Bring together all lines from the listing below that contain the string "ApiError".

● **Available data**
——————

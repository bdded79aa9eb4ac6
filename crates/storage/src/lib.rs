use anyhow::{anyhow, Context, Result};
use async_trait::async_trait;
use chrono::{DateTime, SecondsFormat, Utc};
use sqlx::{
    sqlite::{SqliteConnectOptions, SqliteJournalMode, SqlitePoolOptions, SqliteRow},
    Pool, Row, Sqlite,
};
use std::{
    fs,
    path::{Path, PathBuf},
    str::FromStr,
};
use tracing::debug;

use shared::domain::{ConversationId, MessageId, PendingMessage, PendingStatus};

/// Durable queue of messages the server has not acknowledged yet.
///
/// `list_pending_messages` returns rows in enqueue order: `created_at`
/// ascending, insertion order for equal timestamps.
#[async_trait]
pub trait PendingMessageStore: Send + Sync {
    async fn insert_pending_message(&self, message: &PendingMessage) -> Result<()>;
    async fn list_pending_messages(&self) -> Result<Vec<PendingMessage>>;
    async fn load_pending_message(&self, id: &str) -> Result<Option<PendingMessage>>;
    /// Returns `false` when no row had that id.
    async fn delete_pending_message(&self, id: &str) -> Result<bool>;
    async fn mark_pending_message_failed(&self, id: &str) -> Result<bool>;
    async fn count_pending_messages(&self) -> Result<u64>;
}

#[derive(Clone)]
pub struct Storage {
    pool: Pool<Sqlite>,
}

impl Storage {
    pub async fn new(database_url: &str) -> Result<Self> {
        ensure_sqlite_parent_dir_exists(database_url)?;

        let in_memory = is_memory_url(database_url);
        let mut connect_options =
            SqliteConnectOptions::from_str(database_url)?.create_if_missing(true);
        if !in_memory {
            connect_options = connect_options.journal_mode(SqliteJournalMode::Wal);
        }

        // Every connection to `sqlite::memory:` opens its own database, so keep exactly one alive.
        let pool_options = if in_memory {
            SqlitePoolOptions::new()
                .max_connections(1)
                .min_connections(1)
                .idle_timeout(None)
                .max_lifetime(None)
        } else {
            SqlitePoolOptions::new().max_connections(5)
        };
        let pool = pool_options
            .connect_with(connect_options)
            .await
            .with_context(|| format!("failed to open sqlite database '{database_url}'"))?;
        sqlx::migrate!("./migrations")
            .run(&pool)
            .await
            .context("failed to run storage migrations")?;
        debug!(database_url, in_memory, "storage: opened");
        Ok(Self { pool })
    }

    pub fn pool(&self) -> &Pool<Sqlite> {
        &self.pool
    }

    pub async fn health_check(&self) -> Result<()> {
        let _: i64 = sqlx::query_scalar("SELECT 1")
            .fetch_one(&self.pool)
            .await
            .context("sqlite ping failed")?;
        Ok(())
    }

    pub async fn journal_mode(&self) -> Result<String> {
        let mode: String = sqlx::query_scalar("PRAGMA journal_mode")
            .fetch_one(&self.pool)
            .await
            .context("failed to read sqlite journal mode")?;
        Ok(mode.to_ascii_lowercase())
    }
}

#[async_trait]
impl PendingMessageStore for Storage {
    async fn insert_pending_message(&self, message: &PendingMessage) -> Result<()> {
        sqlx::query(
            "INSERT INTO pending_messages (id, conversation_id, message_text, created_at, status, parent_message_id)
             VALUES (?, ?, ?, ?, ?, ?)",
        )
        .bind(&message.id)
        .bind(message.conversation_id.0)
        .bind(&message.message_text)
        .bind(encode_timestamp(message.created_at))
        .bind(message.status.as_str())
        .bind(message.parent_message_id.map(|id| id.0))
        .execute(&self.pool)
        .await
        .with_context(|| format!("failed to insert pending message {}", message.id))?;
        Ok(())
    }

    async fn list_pending_messages(&self) -> Result<Vec<PendingMessage>> {
        let rows = sqlx::query(
            "SELECT id, conversation_id, message_text, created_at, status, parent_message_id
             FROM pending_messages
             ORDER BY created_at ASC, rowid ASC",
        )
        .fetch_all(&self.pool)
        .await
        .context("failed to list pending messages")?;

        rows.iter().map(pending_message_from_row).collect()
    }

    async fn load_pending_message(&self, id: &str) -> Result<Option<PendingMessage>> {
        let row = sqlx::query(
            "SELECT id, conversation_id, message_text, created_at, status, parent_message_id
             FROM pending_messages
             WHERE id = ?",
        )
        .bind(id)
        .fetch_optional(&self.pool)
        .await
        .with_context(|| format!("failed to load pending message {id}"))?;

        row.as_ref().map(pending_message_from_row).transpose()
    }

    async fn delete_pending_message(&self, id: &str) -> Result<bool> {
        let result = sqlx::query("DELETE FROM pending_messages WHERE id = ?")
            .bind(id)
            .execute(&self.pool)
            .await
            .with_context(|| format!("failed to delete pending message {id}"))?;
        Ok(result.rows_affected() > 0)
    }

    async fn mark_pending_message_failed(&self, id: &str) -> Result<bool> {
        let result = sqlx::query("UPDATE pending_messages SET status = ? WHERE id = ?")
            .bind(PendingStatus::Failed.as_str())
            .bind(id)
            .execute(&self.pool)
            .await
            .with_context(|| format!("failed to mark pending message {id} as failed"))?;
        Ok(result.rows_affected() > 0)
    }

    async fn count_pending_messages(&self) -> Result<u64> {
        let count: i64 = sqlx::query_scalar("SELECT COUNT(*) FROM pending_messages")
            .fetch_one(&self.pool)
            .await
            .context("failed to count pending messages")?;
        Ok(u64::try_from(count).unwrap_or_default())
    }
}

// Fixed-width RFC 3339 keeps lexical order equal to chronological order.
fn encode_timestamp(at: DateTime<Utc>) -> String {
    at.to_rfc3339_opts(SecondsFormat::Micros, true)
}

fn decode_timestamp(raw: &str) -> Result<DateTime<Utc>> {
    DateTime::parse_from_rfc3339(raw)
        .map(|at| at.with_timezone(&Utc))
        .with_context(|| format!("invalid created_at timestamp '{raw}'"))
}

fn pending_message_from_row(row: &SqliteRow) -> Result<PendingMessage> {
    let id: String = row.try_get(0)?;
    let raw_status: String = row.try_get(4)?;
    let status = PendingStatus::parse(&raw_status)
        .ok_or_else(|| anyhow!("pending message {id} has unknown status '{raw_status}'"))?;
    let created_at: String = row.try_get(3)?;
    Ok(PendingMessage {
        conversation_id: ConversationId(row.try_get::<i64, _>(1)?),
        message_text: row.try_get(2)?,
        created_at: decode_timestamp(&created_at)?,
        status,
        parent_message_id: row.try_get::<Option<i64>, _>(5)?.map(MessageId),
        id,
    })
}

fn is_memory_url(database_url: &str) -> bool {
    database_url.starts_with("sqlite::memory:") || database_url.contains("mode=memory")
}

fn ensure_sqlite_parent_dir_exists(database_url: &str) -> Result<()> {
    let Some(path) = sqlite_path(database_url) else {
        return Ok(());
    };

    let Some(parent) = path.parent() else {
        return Ok(());
    };

    fs::create_dir_all(parent).with_context(|| {
        format!(
            "failed to create parent directory '{}' for database url '{database_url}'",
            parent.display()
        )
    })?;

    Ok(())
}

fn sqlite_path(database_url: &str) -> Option<PathBuf> {
    if is_memory_url(database_url) || !database_url.starts_with("sqlite:") {
        return None;
    }

    let path = database_url
        .trim_start_matches("sqlite://")
        .trim_start_matches("sqlite:")
        .split('?')
        .next()
        .unwrap_or_default();

    if path.is_empty() {
        return None;
    }

    Some(Path::new(path).to_path_buf())
}

#[cfg(test)]
#[path = "tests/lib_tests.rs"]
mod tests;
use anyhow::{anyhow, Context, Result};
use async_trait::async_trait;
use reqwest::{Client, Response};
use serde::Serialize;
use shared::{
    domain::{ConversationId, MessageId},
    error::{ApiError, ErrorCode},
    protocol::{ConversationSummary, Message, SendMessageRequest},
};
use tokio::sync::RwLock;

/// Which side of the loaded history to fetch.
#[derive(Debug, Clone, Copy, PartialEq, Eq)]
pub enum MessageCursor {
    Latest,
    /// Messages with an id strictly lower than this one.
    Before(MessageId),
    /// Messages with an id strictly greater than this one.
    After(MessageId),
}

/// The REST calls the sync core depends on.
#[async_trait]
pub trait ChatApi: Send + Sync {
    async fn send_message(
        &self,
        conversation_id: ConversationId,
        request: &SendMessageRequest,
    ) -> Result<Message>;
    async fn fetch_messages(
        &self,
        conversation_id: ConversationId,
        cursor: MessageCursor,
        limit: u32,
    ) -> Result<Vec<Message>>;
    async fn refresh_conversation_list(&self) -> Result<Vec<ConversationSummary>>;
}

pub struct MissingChatApi;

#[async_trait]
impl ChatApi for MissingChatApi {
    async fn send_message(
        &self,
        conversation_id: ConversationId,
        _request: &SendMessageRequest,
    ) -> Result<Message> {
        Err(anyhow!(
            "chat api unavailable: cannot send to conversation {}",
            conversation_id.0
        ))
    }

    async fn fetch_messages(
        &self,
        conversation_id: ConversationId,
        _cursor: MessageCursor,
        _limit: u32,
    ) -> Result<Vec<Message>> {
        Err(anyhow!(
            "chat api unavailable: cannot fetch conversation {}",
            conversation_id.0
        ))
    }

    async fn refresh_conversation_list(&self) -> Result<Vec<ConversationSummary>> {
        Err(anyhow!("chat api unavailable: cannot list conversations"))
    }
}

/// Server rejected the request because it already holds a message with this client id.
pub fn is_duplicate_delivery(err: &anyhow::Error) -> bool {
    err.downcast_ref::<ApiError>()
        .is_some_and(|api| api.code == ErrorCode::Conflict)
}

#[derive(Serialize)]
#[serde(rename_all = "camelCase")]
struct ListMessagesQuery {
    limit: u32,
    #[serde(skip_serializing_if = "Option::is_none")]
    before_id: Option<i64>,
    #[serde(skip_serializing_if = "Option::is_none")]
    after_id: Option<i64>,
}

impl ListMessagesQuery {
    fn new(cursor: MessageCursor, limit: u32) -> Self {
        let (before_id, after_id) = match cursor {
            MessageCursor::Latest => (None, None),
            MessageCursor::Before(id) => (Some(id.0), None),
            MessageCursor::After(id) => (None, Some(id.0)),
        };
        Self {
            limit,
            before_id,
            after_id,
        }
    }
}

pub struct HttpChatApi {
    http: Client,
    server_url: String,
    access_token: RwLock<String>,
}

impl HttpChatApi {
    pub fn new(server_url: impl Into<String>, access_token: impl Into<String>) -> Self {
        Self {
            http: Client::new(),
            server_url: server_url.into().trim_end_matches('/').to_string(),
            access_token: RwLock::new(access_token.into()),
        }
    }

    pub async fn set_access_token(&self, access_token: impl Into<String>) {
        *self.access_token.write().await = access_token.into();
    }

    async fn token(&self) -> String {
        self.access_token.read().await.clone()
    }
}

async fn check_status(response: Response) -> Result<Response> {
    let status = response.status();
    if status.is_success() {
        return Ok(response);
    }
    let body = response.text().await.unwrap_or_default();
    match serde_json::from_str::<ApiError>(&body) {
        Ok(api_error) => {
            Err(anyhow::Error::new(api_error).context(format!("request failed with status {status}")))
        }
        Err(_) => Err(anyhow!("request failed with status {status}: {body}")),
    }
}

#[async_trait]
impl ChatApi for HttpChatApi {
    async fn send_message(
        &self,
        conversation_id: ConversationId,
        request: &SendMessageRequest,
    ) -> Result<Message> {
        let response = self
            .http
            .post(format!(
                "{}/conversations/{}/messages",
                self.server_url, conversation_id.0
            ))
            .bearer_auth(self.token().await)
            .json(request)
            .send()
            .await
            .with_context(|| format!("failed to send message to conversation {}", conversation_id.0))?;
        let message = check_status(response).await?.json().await?;
        Ok(message)
    }

    async fn fetch_messages(
        &self,
        conversation_id: ConversationId,
        cursor: MessageCursor,
        limit: u32,
    ) -> Result<Vec<Message>> {
        let response = self
            .http
            .get(format!(
                "{}/conversations/{}/messages",
                self.server_url, conversation_id.0
            ))
            .bearer_auth(self.token().await)
            .query(&ListMessagesQuery::new(cursor, limit.clamp(1, 100)))
            .send()
            .await
            .with_context(|| {
                format!(
                    "failed to fetch messages for conversation {}",
                    conversation_id.0
                )
            })?;
        let messages = check_status(response).await?.json().await?;
        Ok(messages)
    }

    async fn refresh_conversation_list(&self) -> Result<Vec<ConversationSummary>> {
        let response = self
            .http
            .get(format!("{}/conversations", self.server_url))
            .bearer_auth(self.token().await)
            .send()
            .await
            .context("failed to list conversations")?;
        let conversations = check_status(response).await?.json().await?;
        Ok(conversations)
    }
}

#[cfg(test)]
#[path = "tests/api_tests.rs"]
mod tests;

——————

● **Expected answer**
    error::{ApiError, ErrorCode},
    err.downcast_ref::<ApiError>()
    match serde_json::from_str::<ApiError>(&body) {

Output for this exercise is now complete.